Advanced preparation for upgrading DSE Analytics nodes

Upgrades from DSE 5.0 to DSE 6.0 include a major upgrade to Spark 2.2, as well as a tighter integration between DSE and Spark. For information on Spark 2.2, see the Spark documentation. Spark 2.2 uses Scala 2.11.

A new Spark resource manager uses the DataStax Java Driver and native CQL protocol for managing communication between DSE Spark nodes. DSE 5.0 used Spark RPC. This resource manage change impacts Spark applications that ran on DSE 5.0.
  1. Spark 2.2 uses Scala 2.11. You must recompile all DSE 5.0 Scala Spark applications against Scala 2.11 and use only Scala 2.11 third-party libraries.

    Changing the dse-spark-dependencies in your build files is not sufficient to change the compilation target. See the example projects for how to set up your build files.

  2. Spark applications should use dse:// URLs instead of spark://spark_master_IP:Spark_RPC_port_number URLs, as described in Specifying Spark URLs.

    You no longer need to specify the Spark master IP address or hostname when using dse:// URLs. Connecting to any Spark node will redirect the request to the master node.

  3. If you have existing Spark application code that uses spark://Spark master IP:Spark RPC port to connect, it will no longer work.

    For example, the following code worked in DSE 5.0 but will not work in DSE 5.1 or later.

    val conf = new SparkConf(true) 
    .setMaster("spark://192.168.123.10:7077") 
    .setAppName("cassandra-demo") 
    .set("cassandra.connection.host" , "192.168.123.10") // initial contact 
    .set("cassandra.username", "cassandra") 
    .set("cassandra.password", "cassandra") 
    val sc = new SparkContext(conf)

    To connect to DSE 5.1 and later, you no longer need to call setMaster. This code will work in DSE 5.1 and later:

    val conf = new SparkConf(true)
    .setAppName("cassandra-demo") 
    .set("cassandra.connection.host" , "192.168.123.10") // initial contact 
    .set("cassandra.username", "cassandra") 
    .set("cassandra.password", "cassandra") 
    val sc = new SparkContext(conf)

    If you need to specify the master using setMaster, use the dse:// URL format.

  4. Starting in DSE 5.1, you can restrict Spark jobs to specific database roles. See Managing Spark application permissions.
  5. Starting in DSE 5.1, you can set the Spark executor process owners, as described in Running Spark processes as separate users.
  6. The user submitting the Spark application no longer has to be the same database role. See Specifying Spark URLs for information on how to change the master connection submission to use a different user or cluster than the database connection.
Backing up DSEFS data

These steps only apply to nodes that use DSEFS. Before starting the Preparing to upgrade steps, complete these advanced preparation steps.
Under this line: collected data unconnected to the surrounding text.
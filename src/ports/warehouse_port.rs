// Copyright 2026 Google LLC
//
// Licensed under the Apache License, Version 2.0 (the "License");
// you may not use this file except in compliance with the License.
// You may obtain a copy of the License at
//
//      http://www.apache.org/licenses/LICENSE-2.0
//
// Unless required by applicable law or agreed to in writing, software
// distributed under the License is distributed on an "AS IS" BASIS,
// WITHOUT WARRANTIES OR CONDITIONS OF ANY KIND, either express or implied.
// See the License for the specific language governing permissions and
// limitations under the License.

//! # Warehouse Port
//!
//! In Hexagonal Architecture, a **Port** is like a "Slot" or a "Contract".
//!
//! This Port defines what it means to talk to the data warehouse: list the
//! tables of a dataset, and hand the warehouse one export job. It doesn't
//! care IF the warehouse is BigQuery behind a CLI, a REST client, or a Mock
//! for testing. Any struct that implements `WarehousePort` can be driven
//! by the Exporter.

use crate::domain::entities::{ExportJobHandle, ExportRequest, TableRef};
use crate::domain::errors::Result;

/// `WarehousePort` is a **Trait**. Think of it as an Interface.
///
/// `Send + Sync` lets implementations be shared behind an `Arc` across
/// threads, which the trigger harness may do.
pub trait WarehousePort: Send + Sync {
    /// Returns every table currently present in the dataset, in whatever
    /// order the warehouse yields them.
    fn list_tables(&self, dataset_id: &str) -> Result<Vec<TableRef>>;

    /// Submits one asynchronous export job.
    ///
    /// Returns as soon as the warehouse has *accepted* the job. The export
    /// itself keeps running inside the warehouse; nobody waits for it here.
    fn submit_extract(&self, request: &ExportRequest) -> Result<ExportJobHandle>;
}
The DSEFS schema used by the database was improved in DSE 5.1, but the old schema is still supported and will not be modified during the upgrade. To use the new DSEFS schema with existing DSEFS data, backup the DSEFS data before upgrading:

Backup the current DSEFS data to local storage using dse hadoop fs -cp command:

dse hadoop fs -cp /* /local_backup_location

Preparing to upgrade

Follow these steps to prepare each node for upgrading from DataStax Enterprise 5.0 to DataStax Enterprise 6.0:
  1. Upgrade to the latest patch release on your current version. Fixes included in the latest patch release can simplify the upgrade process.
  2. Before upgrading, be sure that each node has ample free disk space.

    The required space depends on the compaction strategy. See Disk space in Planning and testing DataStax Enterprise deployments.
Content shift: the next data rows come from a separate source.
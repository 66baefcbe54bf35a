pub mod bigquery;
//! # BigQuery Dataset Exporter
//!
//! An event-triggered utility that submits one asynchronous extract job per
//! table in a configured BigQuery dataset, targeting Parquet files in a
//! Cloud Storage bucket.
//!
//! This application follows the **Hexagonal Architecture** (Ports and
//! Adapters) to maintain a strict separation between the export logic and
//! the warehouse integration.

pub mod application;
pub mod config;
pub mod domain;
pub mod infrastructure;
pub mod ports;
pub mod trigger;

use crate::application::exporter::Exporter;
use crate::config::{CliArgs, ExporterConfig};
use crate::infrastructure::bigquery::bq_cli_adapter::BqCliAdapter;
use crate::infrastructure::bigquery::check_bq_availability;
use crate::trigger::{TriggerContext, TriggerEvent};
use clap::Parser;
use log::warn;
use std::sync::Arc;

fn main() {
    // 1. Initialize Logging
    env_logger::init();

    // 2. Parse Arguments
    let args = CliArgs::parse();

    // 3. Load Config (env first, CLI overrides on top)
    let mut config = ExporterConfig::from_env();
    config.merge_cli(&args);

    // 4. Load the trigger payload. The payload is opaque and ignored, so a
    //    bad payload degrades to defaults instead of blocking the export.
    let (event, context) = match trigger::load_event(args.event_file.as_deref()) {
        Ok(pair) => pair,
        Err(e) => {
            warn!("Ignoring trigger payload: {}", e);
            (TriggerEvent::default(), TriggerContext::default())
        }
    };

    if !check_bq_availability() {
        warn!("bq CLI not found on PATH; warehouse calls will fail");
    }

    // 5. Wire the warehouse adapter and run. All failures are logged inside
    //    run; the trigger mechanism always observes a clean exit.
    let warehouse = Arc::new(BqCliAdapter::new(
        config.project_id.clone(),
        config.location.clone(),
    ));
    let exporter = Exporter::new(warehouse, config);
    exporter.run(&event, &context);
}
  3. Familiarize yourself with the changes and features in this release:
  4. Replace ITriggers and custom interfaces.

    Several internal and beta extension points were modified to necessitate core storage engine refactoring. All custom implementations, including the following interfaces, must be replaced with supported implementations when upgrading to DSE 6.0. Because a rewrite of the following interfaces is required for DSE 6.0, DataStax can help you find a solution.

    • The org.apache.cassandra.triggers.ITrigger interface was modified from augment to augmentNonBlocking for non-blocking internal architecture. Updated trigger implementations must be provided on upgraded nodes. If unsure, drop all existing triggers before upgrading. To check for existing triggers:
      SELECT * FROM system_schema.triggers
    • The org.apache.cassandra.index.Index interface was modified to comply with the core storage engine changes. Updated implementations are required. If unsure, drop all existing custom secondary indexes before upgrading, except DSE Search indexes, which do not need to be replaced. To check for existing indexes:
      SELECT * FROM system_schema.indexes
    • The org.apache.cassandra.cql3.QueryHandler, org.apache.cassandra.db.commitlog.CommitLogReadHandler, and other extension points have been changed. See QueryHandlers.
  5. Support for Thrift-compatible tables (COMPACT STORAGE) is dropped. Before upgrading, follow the steps to migrate all tables that have COMPACT STORAGE to CQL table format while DSE 5.x.x is running.
    Note: Do not migrate system.* tables, COMPACT STORAGE is removed by DSE internally.
    For DSE Analytics, drop compact storage from all the tables in the "HiveMetaStore" and PortfolioDemo keyspaces.
    After COMPACT STORAGE is dropped, columns to support migration to CQL-compatible table format are added as described in migrating from compact storage.
    Attention: DSE 6.0 will not start if COMPACT STORAGE tables are present. Creating a COMPACT STORAGE table in a mixed-version cluster is not supported. Driver connections to the latest DSE 5.0.x and DSE 5.1.x run in a "NO_COMPACT" mode that causes compact tables to appear as if the compact flags were already dropped, but only for the current session.
  6. If audit logging is configured to use CassandraAuditWriter, run these commands as super user on DSE 5.0 nodes, and then ensure that the entire cluster has schema agreement:
    ALTER TABLE dse_audit.audit_log ADD authenticated text;
    ALTER TABLE dse_audit.audit_log ADD consistency text;
  7. Upgrade the SSTables on each node to ensure that all SSTables are on the current version.
    nodetool upgradesstables
    This step is required for DataStax Enterprise upgrades that include a major Cassandra version changes.
    Warning: Failure to upgrade SSTables when required results in a significant performance impact and increased disk usage.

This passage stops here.